MATERIAL FOR THE TASK =
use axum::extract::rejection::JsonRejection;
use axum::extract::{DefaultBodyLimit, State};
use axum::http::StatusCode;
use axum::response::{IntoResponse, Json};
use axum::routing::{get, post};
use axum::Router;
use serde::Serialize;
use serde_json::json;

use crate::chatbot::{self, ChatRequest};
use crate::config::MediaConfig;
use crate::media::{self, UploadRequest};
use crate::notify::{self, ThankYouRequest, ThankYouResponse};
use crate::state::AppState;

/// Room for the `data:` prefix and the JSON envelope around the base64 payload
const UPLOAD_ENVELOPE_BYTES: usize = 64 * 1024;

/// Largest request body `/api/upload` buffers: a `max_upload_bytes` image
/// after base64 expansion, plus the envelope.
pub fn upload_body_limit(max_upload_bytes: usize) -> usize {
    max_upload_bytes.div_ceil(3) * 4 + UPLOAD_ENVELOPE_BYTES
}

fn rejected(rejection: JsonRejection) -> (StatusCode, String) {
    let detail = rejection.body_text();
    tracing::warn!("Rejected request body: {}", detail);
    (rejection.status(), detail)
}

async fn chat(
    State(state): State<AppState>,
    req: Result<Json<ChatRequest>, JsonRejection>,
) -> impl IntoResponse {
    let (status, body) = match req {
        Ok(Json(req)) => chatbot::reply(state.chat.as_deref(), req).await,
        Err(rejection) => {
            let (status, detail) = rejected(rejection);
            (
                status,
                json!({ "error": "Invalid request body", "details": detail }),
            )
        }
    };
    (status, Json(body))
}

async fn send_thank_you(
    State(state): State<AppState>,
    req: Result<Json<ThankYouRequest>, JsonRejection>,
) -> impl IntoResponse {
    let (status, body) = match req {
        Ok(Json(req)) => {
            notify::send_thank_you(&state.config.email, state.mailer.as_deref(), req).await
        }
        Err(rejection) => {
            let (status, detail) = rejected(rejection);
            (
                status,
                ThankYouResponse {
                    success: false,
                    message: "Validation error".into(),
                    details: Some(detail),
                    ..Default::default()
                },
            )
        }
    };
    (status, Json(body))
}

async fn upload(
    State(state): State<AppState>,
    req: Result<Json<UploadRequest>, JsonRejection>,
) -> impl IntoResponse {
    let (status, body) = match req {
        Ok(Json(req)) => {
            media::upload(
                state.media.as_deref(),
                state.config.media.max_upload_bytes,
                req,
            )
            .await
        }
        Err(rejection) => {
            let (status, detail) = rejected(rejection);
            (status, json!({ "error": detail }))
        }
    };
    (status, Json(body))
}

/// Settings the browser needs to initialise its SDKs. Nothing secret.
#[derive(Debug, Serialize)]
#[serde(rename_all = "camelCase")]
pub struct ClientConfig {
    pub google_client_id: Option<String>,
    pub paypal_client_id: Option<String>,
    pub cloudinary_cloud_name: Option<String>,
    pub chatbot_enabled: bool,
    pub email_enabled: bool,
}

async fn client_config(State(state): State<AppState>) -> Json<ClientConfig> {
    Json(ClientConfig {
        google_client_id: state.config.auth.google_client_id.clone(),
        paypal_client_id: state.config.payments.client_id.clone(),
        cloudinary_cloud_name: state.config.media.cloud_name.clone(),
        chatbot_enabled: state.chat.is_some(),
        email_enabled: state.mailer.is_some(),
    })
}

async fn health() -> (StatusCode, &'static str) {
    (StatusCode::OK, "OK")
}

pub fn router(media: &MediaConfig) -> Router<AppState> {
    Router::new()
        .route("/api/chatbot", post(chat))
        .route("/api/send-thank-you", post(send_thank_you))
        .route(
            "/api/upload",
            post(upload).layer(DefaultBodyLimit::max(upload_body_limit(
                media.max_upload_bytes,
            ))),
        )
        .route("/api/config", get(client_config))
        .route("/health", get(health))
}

WHAT YOU SHOULD DO =
The records above need to be written out once more, exactly.

EXERCISE SOLUTION =
use axum::extract::rejection::JsonRejection;
use axum::extract::{DefaultBodyLimit, State};
use axum::http::StatusCode;
use axum::response::{IntoResponse, Json};
use axum::routing::{get, post};
use axum::Router;
use serde::Serialize;
use serde_json::json;

use crate::chatbot::{self, ChatRequest};
use crate::config::MediaConfig;
use crate::media::{self, UploadRequest};
use crate::notify::{self, ThankYouRequest, ThankYouResponse};
use crate::state::AppState;

/// Room for the `data:` prefix and the JSON envelope around the base64 payload
const UPLOAD_ENVELOPE_BYTES: usize = 64 * 1024;

/// Largest request body `/api/upload` buffers: a `max_upload_bytes` image
/// after base64 expansion, plus the envelope.
pub fn upload_body_limit(max_upload_bytes: usize) -> usize {
    max_upload_bytes.div_ceil(3) * 4 + UPLOAD_ENVELOPE_BYTES
}

fn rejected(rejection: JsonRejection) -> (StatusCode, String) {
    let detail = rejection.body_text();
    tracing::warn!("Rejected request body: {}", detail);
    (rejection.status(), detail)
}

async fn chat(
    State(state): State<AppState>,
    req: Result<Json<ChatRequest>, JsonRejection>,
) -> impl IntoResponse {
    let (status, body) = match req {
        Ok(Json(req)) => chatbot::reply(state.chat.as_deref(), req).await,
        Err(rejection) => {
            let (status, detail) = rejected(rejection);
            (
                status,
                json!({ "error": "Invalid request body", "details": detail }),
            )
        }
    };
    (status, Json(body))
}

async fn send_thank_you(
    State(state): State<AppState>,
    req: Result<Json<ThankYouRequest>, JsonRejection>,
) -> impl IntoResponse {
    let (status, body) = match req {
        Ok(Json(req)) => {
            notify::send_thank_you(&state.config.email, state.mailer.as_deref(), req).await
        }
        Err(rejection) => {
            let (status, detail) = rejected(rejection);
            (
                status,
                ThankYouResponse {
                    success: false,
                    message: "Validation error".into(),
                    details: Some(detail),
                    ..Default::default()
                },
            )
        }
    };
    (status, Json(body))
}

async fn upload(
    State(state): State<AppState>,
    req: Result<Json<UploadRequest>, JsonRejection>,
) -> impl IntoResponse {
    let (status, body) = match req {
        Ok(Json(req)) => {
            media::upload(
                state.media.as_deref(),
                state.config.media.max_upload_bytes,
                req,
            )
            .await
        }
        Err(rejection) => {
            let (status, detail) = rejected(rejection);
            (status, json!({ "error": detail }))
        }
    };
    (status, Json(body))
}

/// Settings the browser needs to initialise its SDKs. Nothing secret.
#[derive(Debug, Serialize)]
#[serde(rename_all = "camelCase")]
pub struct ClientConfig {
    pub google_client_id: Option<String>,
    pub paypal_client_id: Option<String>,
    pub cloudinary_cloud_name: Option<String>,
    pub chatbot_enabled: bool,
    pub email_enabled: bool,
}

async fn client_config(State(state): State<AppState>) -> Json<ClientConfig> {
    Json(ClientConfig {
        google_client_id: state.config.auth.google_client_id.clone(),
        paypal_client_id: state.config.payments.client_id.clone(),
        cloudinary_cloud_name: state.config.media.cloud_name.clone(),
        chatbot_enabled: state.chat.is_some(),
        email_enabled: state.mailer.is_some(),
    })
}

async fn health() -> (StatusCode, &'static str) {
    (StatusCode::OK, "OK")
}

pub fn router(media: &MediaConfig) -> Router<AppState> {
    Router::new()
        .route("/api/chatbot", post(chat))
        .route("/api/send-thank-you", post(send_thank_you))
        .route(
            "/api/upload",
            post(upload).layer(DefaultBodyLimit::max(upload_body_limit(
                media.max_upload_bytes,
            ))),
        )
        .route("/api/config", get(client_config))
        .route("/health", get(health))
}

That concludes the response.